··· DATA SHOWN ···
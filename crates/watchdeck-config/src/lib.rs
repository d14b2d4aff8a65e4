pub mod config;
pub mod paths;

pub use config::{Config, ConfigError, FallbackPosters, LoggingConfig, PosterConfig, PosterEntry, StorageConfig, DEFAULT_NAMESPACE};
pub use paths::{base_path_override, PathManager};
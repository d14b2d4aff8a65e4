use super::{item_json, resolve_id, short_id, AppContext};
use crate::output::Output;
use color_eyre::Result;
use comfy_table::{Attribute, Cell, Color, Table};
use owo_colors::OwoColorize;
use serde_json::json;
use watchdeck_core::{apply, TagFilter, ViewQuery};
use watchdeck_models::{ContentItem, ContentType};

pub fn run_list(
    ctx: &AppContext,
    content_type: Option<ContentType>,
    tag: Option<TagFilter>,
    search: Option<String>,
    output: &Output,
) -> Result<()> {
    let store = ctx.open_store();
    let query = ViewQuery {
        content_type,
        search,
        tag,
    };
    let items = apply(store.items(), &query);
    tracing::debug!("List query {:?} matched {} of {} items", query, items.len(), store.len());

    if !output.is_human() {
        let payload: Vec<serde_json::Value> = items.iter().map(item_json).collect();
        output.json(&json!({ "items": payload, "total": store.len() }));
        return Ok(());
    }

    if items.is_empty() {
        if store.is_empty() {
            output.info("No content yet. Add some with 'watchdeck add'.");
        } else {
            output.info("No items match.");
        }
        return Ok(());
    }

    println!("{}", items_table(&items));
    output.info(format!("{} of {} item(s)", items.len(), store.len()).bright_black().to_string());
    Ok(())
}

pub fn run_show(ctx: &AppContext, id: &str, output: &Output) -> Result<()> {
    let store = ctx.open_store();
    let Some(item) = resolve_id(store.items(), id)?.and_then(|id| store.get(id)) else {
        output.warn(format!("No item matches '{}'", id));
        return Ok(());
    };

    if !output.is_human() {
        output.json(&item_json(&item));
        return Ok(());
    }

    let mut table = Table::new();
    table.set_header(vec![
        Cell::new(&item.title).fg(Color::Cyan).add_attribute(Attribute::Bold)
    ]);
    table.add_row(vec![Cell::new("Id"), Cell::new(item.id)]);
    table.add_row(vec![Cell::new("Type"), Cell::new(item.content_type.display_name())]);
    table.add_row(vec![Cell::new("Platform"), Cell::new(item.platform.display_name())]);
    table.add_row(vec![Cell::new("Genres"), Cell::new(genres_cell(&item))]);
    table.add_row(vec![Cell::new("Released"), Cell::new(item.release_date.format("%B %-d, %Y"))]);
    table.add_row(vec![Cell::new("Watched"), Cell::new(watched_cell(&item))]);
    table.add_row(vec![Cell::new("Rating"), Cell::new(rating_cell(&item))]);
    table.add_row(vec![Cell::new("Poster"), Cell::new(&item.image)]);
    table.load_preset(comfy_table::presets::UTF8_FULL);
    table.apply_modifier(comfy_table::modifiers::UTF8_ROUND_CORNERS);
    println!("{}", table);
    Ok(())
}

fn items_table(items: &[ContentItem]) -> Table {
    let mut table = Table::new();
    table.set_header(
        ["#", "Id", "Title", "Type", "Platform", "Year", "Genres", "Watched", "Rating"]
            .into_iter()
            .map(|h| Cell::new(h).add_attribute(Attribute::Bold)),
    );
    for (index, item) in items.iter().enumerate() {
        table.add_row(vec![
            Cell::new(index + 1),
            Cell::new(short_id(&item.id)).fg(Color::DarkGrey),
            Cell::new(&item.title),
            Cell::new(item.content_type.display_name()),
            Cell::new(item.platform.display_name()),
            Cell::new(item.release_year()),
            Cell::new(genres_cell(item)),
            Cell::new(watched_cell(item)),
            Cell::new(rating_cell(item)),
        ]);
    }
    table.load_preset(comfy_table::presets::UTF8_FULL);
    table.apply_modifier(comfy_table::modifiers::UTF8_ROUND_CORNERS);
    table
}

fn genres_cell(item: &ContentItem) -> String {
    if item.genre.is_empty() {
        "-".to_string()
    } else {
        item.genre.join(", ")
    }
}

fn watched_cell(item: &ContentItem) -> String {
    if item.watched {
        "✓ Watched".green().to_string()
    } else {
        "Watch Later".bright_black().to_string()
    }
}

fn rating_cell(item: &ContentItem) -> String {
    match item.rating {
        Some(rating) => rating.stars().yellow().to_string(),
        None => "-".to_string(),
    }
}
···
**WORK ITEM:** Whenever a line of the data includes the word "Bold", show that line in full.

**TASK OUTPUT:**
        Cell::new(&item.title).fg(Color::Cyan).add_attribute(Attribute::Bold)
            .map(|h| Cell::new(h).add_attribute(Attribute::Bold)),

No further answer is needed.